Each SKU has its own reorder point because lead times and sell rates differ. Two SKUs from the same supplier can have very different thresholds if one sells fast and one moves slowly.

Classifying SKUs so you know where to focus

Tracking twenty SKUs with the same intensity is both exhausting and unnecessary. Grouping by revenue contribution tells you where tight control actually pays.

A simple split by revenue over the last 30 days:

  • Group A: Roughly 20 percent of your SKUs, contributing around 70 to 80 percent of revenue. These cannot be allowed to stock out. High reorder points, thick safety buffer, daily attention.
  • Group B: About 30 percent of SKUs, adding another 15 to 20 percent of revenue. Weekly monitoring, standard reorder points.
  • Group C: Everything else, contributing very little. This is where capital most often gets trapped. Keep on-hand quantities lean, order smaller batches, and regularly ask whether each SKU still earns its place.

This classification is not permanent. A C-tier product can jump to A if a trend breaks its way, and an A-tier can slide to B as a category saturates. Review the groupings every one to two months.

Avoiding dead stock

Stockouts cost you sales. Overstock costs you in a different way: capital locked in the warehouse cannot be reallocated to a SKU that is running low or an opportunity that just appeared.

A few rules that help:

  • Order to actual sell rate, not projected sell rate. The trailing 30-day figure is a fact. "We plan to push this harder" is not. Source against the fact first, and only increase when you have evidence the rate has actually changed.
  • Set a maximum stock ceiling for each SKU. Decide the most months of stock you are comfortable holding, multiply by monthly sell rate, and do not exceed that when placing an order. For goods imported from China, most shops find 45 to 60 days of cover reasonable. Holding more than 90 days of cover on most SKUs is worth questioning unless there is a specific reason (seasonality, very long lead time).
  • Watch for a declining sell rate. If a SKU has been selling less each month for two or three months straight, do not reorder at the same quantity out of habit. Check whether the market has shifted before putting more money in.

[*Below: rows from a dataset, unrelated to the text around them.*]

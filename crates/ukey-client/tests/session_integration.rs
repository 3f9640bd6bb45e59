//! Integration tests for the transport session and request correlator,
//! driven against a real in-process WebSocket peer.

mod common;

use std::sync::{Arc, Mutex};
use std::time::Duration;

use serde_json::Value;

use common::{reply_to, spawn_peer, wait_until};
use ukey_client::infrastructure::session::{SessionError, SessionState, WsSession};

const TIMEOUT: Duration = Duration::from_millis(500);

#[tokio::test]
async fn test_request_resolves_with_matching_reply() {
    // Arrange: a peer that answers every command successfully
    let url = spawn_peer(|req| vec![reply_to(&req, true, "00000000")]).await;
    let session = WsSession::connect(&url, TIMEOUT).await.unwrap();

    // Act
    let frame = session.request("Ping|X", vec![]).await.unwrap();

    // Assert
    assert!(frame.succeeded);
    assert_eq!(frame.payload, "00000000");
    assert_eq!(session.unmatched_frames(), 0);
}

#[tokio::test]
async fn test_session_state_transitions_open_then_closed() {
    let url = spawn_peer(|req| vec![reply_to(&req, true, "0")]).await;
    let session = WsSession::connect(&url, TIMEOUT).await.unwrap();
    assert_eq!(session.state(), SessionState::Open);

    session.close().await;
    assert_eq!(session.state(), SessionState::Closed);

    // A request after close fails fast without touching the wire.
    let err = session.request("Ping|X", vec![]).await.unwrap_err();
    assert!(matches!(err, SessionError::NotOpen(SessionState::Closed)));
}

#[tokio::test]
async fn test_out_of_order_replies_resolve_correct_callers() {
    // Arrange: the peer holds the first request until the second arrives,
    // then answers in reverse order.  Each reply echoes its request id in
    // the payload so misrouting would be visible.
    let parked: Arc<Mutex<Vec<Value>>> = Arc::new(Mutex::new(Vec::new()));
    let parked_peer = Arc::clone(&parked);
    let url = spawn_peer(move |req| {
        let mut parked = parked_peer.lock().unwrap();
        parked.push(req);
        if parked.len() == 2 {
            let first = parked[0].clone();
            let second = parked[1].clone();
            let echo = |r: &Value| format!("echo-{}", r["MsgId"].as_str().unwrap());
            vec![
                reply_to(&second, true, &echo(&second)),
                reply_to(&first, true, &echo(&first)),
            ]
        } else {
            Vec::new()
        }
    })
    .await;

    let session = Arc::new(WsSession::connect(&url, TIMEOUT).await.unwrap());

    // Act: two concurrent requests
    let s1 = Arc::clone(&session);
    let s2 = Arc::clone(&session);
    let (r1, r2) = tokio::join!(
        s1.request("First|X", vec![]),
        s2.request("Second|X", vec![]),
    );

    // Assert: each caller got the reply carrying its own id
    let f1 = r1.unwrap();
    let f2 = r2.unwrap();
    assert_eq!(f1.payload, format!("echo-{}", f1.msg_id));
    assert_eq!(f2.payload, format!("echo-{}", f2.msg_id));
    assert_ne!(f1.msg_id, f2.msg_id, "concurrent requests must get distinct ids");
    assert_eq!(session.unmatched_frames(), 0);
}

#[tokio::test]
async fn test_duplicate_reply_resolves_once_and_counts_the_second() {
    // Arrange: the peer answers every request twice
    let url = spawn_peer(|req| {
        vec![
            reply_to(&req, true, "first"),
            reply_to(&req, true, "second"),
        ]
    })
    .await;
    let session = WsSession::connect(&url, TIMEOUT).await.unwrap();

    // Act
    let frame = session.request("Ping|X", vec![]).await.unwrap();

    // Assert: only the first frame resolved the request; the duplicate was
    // dropped and counted.
    assert_eq!(frame.payload, "first");
    let counted = wait_until(|| session.unmatched_frames() == 1, TIMEOUT).await;
    assert!(counted, "duplicate frame must increment the unmatched counter");
}

#[tokio::test]
async fn test_frame_with_unknown_id_is_dropped_and_counted() {
    // Arrange: the peer sends a stray frame before the real reply
    let url = spawn_peer(|req| {
        vec![
            r#"{"MsgId":"no-such-request","Result":true,"Response":""}"#.to_string(),
            reply_to(&req, true, "0"),
        ]
    })
    .await;
    let session = WsSession::connect(&url, TIMEOUT).await.unwrap();

    // Act
    let frame = session.request("Ping|X", vec![]).await.unwrap();

    // Assert: the caller is unaffected, the stray frame is only counted
    assert_eq!(frame.payload, "0");
    let counted = wait_until(|| session.unmatched_frames() == 1, TIMEOUT).await;
    assert!(counted);
}

#[tokio::test]
async fn test_close_fails_all_pending_requests() {
    // Arrange: a peer that never answers
    let url = spawn_peer(|_req| Vec::new()).await;
    let session = Arc::new(
        WsSession::connect(&url, Duration::from_secs(30)).await.unwrap(),
    );

    // Act: three concurrent requests, then close before any reply
    let mut tasks = Vec::new();
    for i in 0..3 {
        let s = Arc::clone(&session);
        tasks.push(tokio::spawn(async move {
            s.request(&format!("Cmd{i}|X"), vec![]).await
        }));
    }
    // Give the requests time to register and hit the wire.
    tokio::time::sleep(Duration::from_millis(50)).await;
    session.close().await;

    // Assert: every caller observes a connection-closed failure — none is
    // left pending.
    for task in tasks {
        let result = task.await.unwrap();
        assert!(
            matches!(result, Err(SessionError::ConnectionClosed)),
            "expected ConnectionClosed, got {result:?}"
        );
    }
}

#[tokio::test]
async fn test_request_times_out_when_peer_stays_silent() {
    // Arrange: the peer swallows the first command but answers later ones
    let seen = Arc::new(Mutex::new(0u32));
    let seen_peer = Arc::clone(&seen);
    let url = spawn_peer(move |req| {
        let mut count = seen_peer.lock().unwrap();
        *count += 1;
        if *count == 1 {
            Vec::new()
        } else {
            vec![reply_to(&req, true, "0")]
        }
    })
    .await;
    let session = WsSession::connect(&url, Duration::from_millis(100)).await.unwrap();

    // Act
    let first = session.request("Slow|X", vec![]).await;
    let second = session.request("Fast|X", vec![]).await;

    // Assert: the first fails with a timeout; the session stays open and
    // usable for the second.
    assert!(matches!(first, Err(SessionError::Timeout(_))));
    assert_eq!(session.state(), SessionState::Open);
    assert_eq!(second.unwrap().payload, "0");
}

#[tokio::test]
async fn test_peer_disconnect_fails_pending_request() {
    // Arrange: a peer that accepts the connection and immediately drops it
    let listener = tokio::net::TcpListener::bind("127.0.0.1:0").await.unwrap();
    let addr = listener.local_addr().unwrap();
    tokio::spawn(async move {
        if let Ok((stream, _)) = listener.accept().await {
            let ws = tokio_tungstenite::accept_async(stream).await.unwrap();
            // Wait for one frame, then drop the whole stream.
            let (_tx, mut rx) = futures_util::StreamExt::split(ws);
            let _ = futures_util::StreamExt::next(&mut rx).await;
        }
    });

    let session = WsSession::connect(&format!("ws://{addr}"), Duration::from_secs(5))
        .await
        .unwrap();

    // Act
    let result = session.request("Ping|X", vec![]).await;

    // Assert
    assert!(matches!(result, Err(SessionError::ConnectionClosed)));
    assert_eq!(session.state(), SessionState::Closed);
}

#[tokio::test]
async fn test_connect_to_dead_endpoint_fails() {
    // Bind a port, learn it, then free it so nothing is listening.
    let listener = tokio::net::TcpListener::bind("127.0.0.1:0").await.unwrap();
    let addr = listener.local_addr().unwrap();
    drop(listener);

    let result = WsSession::connect(&format!("ws://{addr}"), TIMEOUT).await;
    assert!(result.is_err());
}

#[tokio::test]
async fn test_load_module_uses_fixed_correlation_id() {
    // Arrange: capture the bootstrap frame
    let captured: Arc<Mutex<Option<Value>>> = Arc::new(Mutex::new(None));
    let captured_peer = Arc::clone(&captured);
    let url = spawn_peer(move |req| {
        *captured_peer.lock().unwrap() = Some(req.clone());
        vec![reply_to(&req, true, "")]
    })
    .await;
    let session = WsSession::connect(&url, TIMEOUT).await.unwrap();

    // Act
    let frame = session.load_module("IActiveXCtrl").await.unwrap();

    // Assert: fixed id, Module field, no Method field
    assert_eq!(frame.msg_id, "LoadModule");
    let request = captured.lock().unwrap().clone().unwrap();
    assert_eq!(request["MsgId"], "LoadModule");
    assert_eq!(request["Module"], "IActiveXCtrl");
    assert!(request.get("Method").is_none());
}

#[tokio::test]
async fn test_correlation_ids_are_sequential_decimal_strings() {
    // Arrange: record every id the session puts on the wire
    let ids: Arc<Mutex<Vec<String>>> = Arc::new(Mutex::new(Vec::new()));
    let ids_peer = Arc::clone(&ids);
    let url = spawn_peer(move |req| {
        ids_peer
            .lock()
            .unwrap()
            .push(req["MsgId"].as_str().unwrap().to_string());
        vec![reply_to(&req, true, "0")]
    })
    .await;
    let session = WsSession::connect(&url, TIMEOUT).await.unwrap();

    // Act
    for _ in 0..3 {
        session.request("Ping|X", vec![]).await.unwrap();
    }

    // Assert
    assert_eq!(*ids.lock().unwrap(), vec!["1", "2", "3"]);
}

Selling one SKU across multiple platforms

If you list the same SKU on both TikTok Shop and Shopee, the real inventory is a single pool but each platform shows a separate number. When both channels sell hard at the same time, it is easy to commit the same unit twice.

The simplest way to reduce this risk without software: allocate real stock between platforms in proportion to how each channel typically sells, and update manually at least daily or after any large order. If real on-hand is 200 units and TikTok Shop historically drives about 60 percent of volume, put 120 on TikTok Shop and 80 on Shopee. When total orders start closing in on actual stock, lower the displayed quantity on both platforms simultaneously, not one at a time.

This approach is imperfect but low-friction. When daily order volume grows large enough that manual updates consistently lag behind reality, that is the signal to look at inventory sync software.

Bottom line

Managing inventory across many SKUs is not technically complicated, but it does require a system or the same problems keep coming back. Know the reorder point for every SKU, keep on-hand figures current, and classify your catalog so energy goes toward the SKUs that actually drive the business. Start with a simple spreadsheet. Add tools only when the spreadsheet genuinely stops being enough.